#### INSTRUCTIONS TO FOLLOW:
Look through the records below for the line holding "self.script.extend(steps);". Write it out exactly, with each following line through the line holding "self.pointer_y = y;".

(Stored data entries)
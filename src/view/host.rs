//! Terminal implementation of the drag host.
//!
//! Mouse rows become pointer pixels (`row * line_height_px`), so the gesture
//! sees the same units a pixel-addressed host would. Ticks are cooperative:
//! while one is pending, reads wait with a timeout up to its deadline and an
//! elapsed timeout is delivered as the tick.

use crate::gesture::{DragHost, GestureEvent, PointerEvent, TimerHandle};
use crate::model::KeyAction;
use crate::scroll::{TextViewport, Viewport};
use crate::view::events::TerminalEvents;
use crate::view::{TuiApp, TuiError};
use crossterm::event::{Event, KeyEventKind, MouseButton, MouseEventKind};
use ratatui::backend::Backend;
use std::time::{Duration, Instant};
use tracing::debug;

/// Drives one gesture against the focused pane of a [`TuiApp`].
pub struct TerminalHost<'a, B, E>
where
    B: Backend,
    E: TerminalEvents,
{
    app: &'a mut TuiApp<B, E>,
    pointer_y: i64,
    pending_tick: Option<(TimerHandle, Instant)>,
    next_timer_id: u64,
}

impl<'a, B, E> TerminalHost<'a, B, E>
where
    B: Backend,
    E: TerminalEvents,
{
    /// Host for a gesture pressed at `pointer_y`.
    pub fn new(app: &'a mut TuiApp<B, E>, pointer_y: i64) -> Self {
        Self {
            app,
            pointer_y,
            pending_tick: None,
            next_timer_id: 0,
        }
    }

    /// Plain-click fallback: move the cursor of the focused pane to the press.
    pub fn place_cursor_at_pointer(&mut self, event: &PointerEvent) {
        let (column, row) = self.cell_of(event);
        let active = self.app.active;
        if self.app.panes[active].place_cursor_at(column, row) {
            debug!(column, row, "Click placed cursor");
        }
    }

    fn cell_of(&self, event: &PointerEvent) -> (u16, u16) {
        let line_height = i64::from(self.app.config.line_height_px.max(1));
        let column = u16::try_from(event.x).unwrap_or(u16::MAX);
        let row = u16::try_from(event.y / line_height).unwrap_or(u16::MAX);
        (column, row)
    }

    fn row_to_pixels(&self, row: u16) -> i64 {
        i64::from(row) * i64::from(self.app.config.line_height_px)
    }

    /// Map a terminal event to a gesture event, or `None` to keep waiting.
    fn translate(&mut self, event: Event) -> Result<Option<GestureEvent>, TuiError> {
        match event {
            Event::Mouse(mouse) => match mouse.kind {
                MouseEventKind::Drag(_) => {
                    self.pointer_y = self.row_to_pixels(mouse.row);
                    Ok(Some(GestureEvent::PointerMove { y: self.pointer_y }))
                }
                MouseEventKind::Moved => Ok(None),
                MouseEventKind::Up(MouseButton::Middle) => Ok(Some(GestureEvent::Other)),
                _ => {
                    self.app.requeue(event);
                    Ok(Some(GestureEvent::Other))
                }
            },
            Event::Key(key) => {
                if key.kind != KeyEventKind::Press {
                    return Ok(None);
                }
                match self.app.key_bindings.get(key) {
                    Some(KeyAction::CancelDrag) => Ok(Some(GestureEvent::Cancel)),
                    Some(KeyAction::PauseDrag) => Ok(Some(GestureEvent::Pause)),
                    _ => {
                        self.app.requeue(event);
                        Ok(Some(GestureEvent::Other))
                    }
                }
            }
            Event::Resize(width, height) => {
                self.app.handle_resize(width, height);
                self.app.draw()?;
                Ok(None)
            }
            _ => Ok(None),
        }
    }
}

impl<B, E> DragHost for TerminalHost<'_, B, E>
where
    B: Backend,
    E: TerminalEvents,
{
    type Viewport = TextViewport;
    type Error = TuiError;

    fn viewport(&mut self) -> &mut TextViewport {
        let active = self.app.active;
        self.app.panes[active].viewport_mut()
    }

    fn line_height(&self) -> u32 {
        self.app.config.line_height_px
    }

    fn pointer_y(&self) -> i64 {
        self.pointer_y
    }

    fn next_event(&mut self) -> Result<GestureEvent, TuiError> {
        loop {
            let timeout = self
                .pending_tick
                .map(|(_, deadline)| deadline.saturating_duration_since(Instant::now()));

            match self.app.events.next_event(timeout)? {
                Some(event) => {
                    if let Some(gesture_event) = self.translate(event)? {
                        return Ok(gesture_event);
                    }
                }
                None => {
                    if let Some((handle, _)) = self.pending_tick.take() {
                        return Ok(GestureEvent::Tick(handle));
                    }
                }
            }
        }
    }

    fn schedule_tick(&mut self, delay: Duration) -> TimerHandle {
        self.next_timer_id += 1;
        let handle = TimerHandle::new(self.next_timer_id);
        self.pending_tick = Some((handle, Instant::now() + delay));
        handle
    }

    fn cancel_tick(&mut self, handle: TimerHandle) {
        if matches!(self.pending_tick, Some((pending, _)) if pending == handle) {
            self.pending_tick = None;
        }
    }

    fn request_redraw(&mut self) -> Result<(), TuiError> {
        self.app.draw()
    }

    fn notify_gesture_begin(&mut self) {
        self.app.set_message("dragging");
    }

    fn notify_gesture_end(&mut self) {
        debug!(pane = self.app.active, "Gesture ended");
    }

    fn notify_viewport_scrolled(&mut self) {
        let line = self.app.panes[self.app.active].viewport().line_offset() + 1;
        self.app.set_message(format!("scrolled to line {line}"));
    }

    fn focus_pointer_target(&mut self, event: &PointerEvent) {
        let (column, row) = self.cell_of(event);
        if let Some(index) = self.app.pane_at(column, row) {
            if index != self.app.active {
                debug!(from = self.app.active, to = index, "Focus follows pointer");
                self.app.active = index;
            }
        }
    }
}
//! Scripted drag host for gesture tests.
//!
//! Plays back a fixed list of input steps against a [`TextViewport`] and
//! records every timer, redraw and notification the controller asks for, so
//! tests can assert on the full protocol rather than only the final view.

use crate::gesture::{DragHost, GestureEvent, PointerEvent, TimerHandle};
use crate::scroll::{TextViewport, Viewport};
use std::collections::VecDeque;
use std::time::Duration;

/// One scripted input.
#[derive(Debug, Clone, Copy, PartialEq, Eq)]
pub enum Step {
    /// Pointer moves to absolute `y`.
    Move(i64),
    /// The pending tick fires. Skipped when no tick is pending.
    Tick,
    /// Deliver a tick with an arbitrary handle id.
    RawTick(u64),
    /// Cancel key.
    Cancel,
    /// Pause key.
    Pause,
    /// Any other input; ends the gesture.
    Other,
    /// `next_event` fails.
    Fail,
}

/// Lifecycle notifications, in the order received.
#[derive(Debug, Clone, Copy, PartialEq, Eq)]
pub enum Notification {
    Begin,
    End,
    Scrolled,
}

/// Error returned for [`Step::Fail`].
#[derive(Debug, Clone, PartialEq, Eq, thiserror::Error)]
#[error("scripted input failure")]
pub struct ScriptError;

/// A [`DragHost`] driven by a script of [`Step`]s.
#[derive(Debug)]
pub struct ScriptedHost {
    pub viewport: TextViewport,
    pub line_height: u32,
    pub pointer_y: i64,
    script: VecDeque<Step>,
    next_timer_id: u64,
    pub pending_tick: Option<TimerHandle>,
    pub scheduled: Vec<(TimerHandle, Duration)>,
    pub cancelled: Vec<TimerHandle>,
    pub redraws: usize,
    pub notifications: Vec<Notification>,
    pub focused: Vec<PointerEvent>,
    /// Viewport state at every redraw.
    pub frames: Vec<crate::scroll::ViewportState>,
}

impl ScriptedHost {
    /// Host over `viewport` with `line_height` pixels per line, pointer at `pointer_y`.
    pub fn new(viewport: TextViewport, line_height: u32, pointer_y: i64) -> Self {
        Self {
            viewport,
            line_height,
            pointer_y,
            script: VecDeque::new(),
            next_timer_id: 1,
            pending_tick: None,
            scheduled: Vec::new(),
            cancelled: Vec::new(),
            redraws: 0,
            notifications: Vec::new(),
            focused: Vec::new(),
            frames: Vec::new(),
        }
    }

    /// Builder: queue `steps`.
    pub fn script(mut self, steps: impl IntoIterator<Item = Step>) -> Self {
        self.script.extend(steps);
        self
    }

    /// Default test content: 100 lines of 10 columns, 10 visible, 20px lines,
    /// pointer at y=100.
    pub fn standard() -> Self {
        Self::new(TextViewport::new(vec![10; 100], 10), 20, 100)
    }
}

impl DragHost for ScriptedHost {
    type Viewport = TextViewport;
    type Error = ScriptError;

    fn viewport(&mut self) -> &mut TextViewport {
        &mut self.viewport
    }

    fn line_height(&self) -> u32 {
        self.line_height
    }

    fn pointer_y(&self) -> i64 {
        self.pointer_y
    }

    fn next_event(&mut self) -> Result<GestureEvent, ScriptError> {
        loop {
            let Some(step) = self.script.pop_front() else {
                return Ok(GestureEvent::Other);
            };
            return Ok(match step {
                Step::Move(y) => {
                    self.pointer_y = y;
                    GestureEvent::PointerMove { y }
                }
                Step::Tick => match self.pending_tick.take() {
                    Some(handle) => GestureEvent::Tick(handle),
                    None => continue,
                },
                Step::RawTick(id) => GestureEvent::Tick(TimerHandle::new(id)),
                Step::Cancel => GestureEvent::Cancel,
                Step::Pause => GestureEvent::Pause,
                Step::Other => GestureEvent::Other,
                Step::Fail => return Err(ScriptError),
            });
        }
    }

    fn schedule_tick(&mut self, delay: Duration) -> TimerHandle {
        assert!(
            self.pending_tick.is_none(),
            "a tick was scheduled while another was pending"
        );
        let handle = TimerHandle::new(self.next_timer_id);
        self.next_timer_id += 1;
        self.pending_tick = Some(handle);
        self.scheduled.push((handle, delay));
        handle
    }

    fn cancel_tick(&mut self, handle: TimerHandle) {
        if self.pending_tick == Some(handle) {
            self.pending_tick = None;
        }
        self.cancelled.push(handle);
    }

    fn request_redraw(&mut self) -> Result<(), ScriptError> {
        self.redraws += 1;
        self.frames.push(self.viewport.snapshot());
        Ok(())
    }

    fn notify_gesture_begin(&mut self) {
        self.notifications.push(Notification::Begin);
    }

    fn notify_gesture_end(&mut self) {
        self.notifications.push(Notification::End);
    }

    fn notify_viewport_scrolled(&mut self) {
        self.notifications.push(Notification::Scrolled);
    }

    fn focus_pointer_target(&mut self, event: &PointerEvent) {
        self.focused.push(*event);
    }
}

// ===== Terminal acceptance harness =====

use crate::config::{DragScrollConfig, ResolvedConfig};
use crate::source::Document;
use crate::view::events::ScriptedEvents;
use crate::view::TuiApp;
use ratatui::backend::TestBackend;
use ratatui::Terminal;

/// Runs the whole viewer against a scripted terminal.
pub struct AcceptanceTestHarness {
    document: Document,
    config: ResolvedConfig,
    width: u16,
    height: u16,
}

impl AcceptanceTestHarness {
    /// 200 numbered lines on an 80x24 terminal, 16px rows, linear curve.
    ///
    /// With a linear curve a drag of `n` rows scrolls exactly `n` lines per
    /// step, which keeps expected positions easy to derive.
    pub fn new() -> Self {
        let document = Document::new((1..=200).map(|n| format!("line number {n}")).collect());
        let config = ResolvedConfig {
            drag: DragScrollConfig {
                motion_scale: 1.0,
                motion_accelerate: 0.0,
                ..DragScrollConfig::default()
            },
            ..ResolvedConfig::default()
        };
        Self {
            document,
            config,
            width: 80,
            height: 24,
        }
    }

    /// Builder: adjust the configuration.
    pub fn configure(mut self, f: impl FnOnce(&mut ResolvedConfig)) -> Self {
        f(&mut self.config);
        self
    }

    /// Run the viewer until the script ends (it quits on an empty script).
    pub fn run(self, events: ScriptedEvents) -> TuiApp<TestBackend, ScriptedEvents> {
        let terminal =
            Terminal::new(TestBackend::new(self.width, self.height)).expect("test backend");
        let mut app =
            TuiApp::new(terminal, events, self.document, self.config).expect("viewer starts");
        app.run().expect("viewer runs to completion");
        app
    }
}

/// Text of the last drawn frame, rows joined by newlines.
pub fn render_to_string(app: &TuiApp<TestBackend, ScriptedEvents>) -> String {
    let buffer = app.terminal().backend().buffer();
    let area = buffer.area;
    (area.top()..area.bottom())
        .map(|y| {
            (area.left()..area.right())
                .map(|x| buffer[(x, y)].symbol())
                .collect::<String>()
        })
        .collect::<Vec<_>>()
        .join("\n")
}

#### RESULT OF THIS TASK:
        self.script.extend(steps);
        self
    }

    /// Default test content: 100 lines of 10 columns, 10 visible, 20px lines,
    /// pointer at y=100.
    pub fn standard() -> Self {
        Self::new(TextViewport::new(vec![10; 100], 10), 20, 100)
    }
}

impl DragHost for ScriptedHost {
    type Viewport = TextViewport;
    type Error = ScriptError;

    fn viewport(&mut self) -> &mut TextViewport {
        &mut self.viewport
    }

    fn line_height(&self) -> u32 {
        self.line_height
    }

    fn pointer_y(&self) -> i64 {
        self.pointer_y
    }

    fn next_event(&mut self) -> Result<GestureEvent, ScriptError> {
        loop {
            let Some(step) = self.script.pop_front() else {
                return Ok(GestureEvent::Other);
            };
            return Ok(match step {
                Step::Move(y) => {
                    self.pointer_y = y;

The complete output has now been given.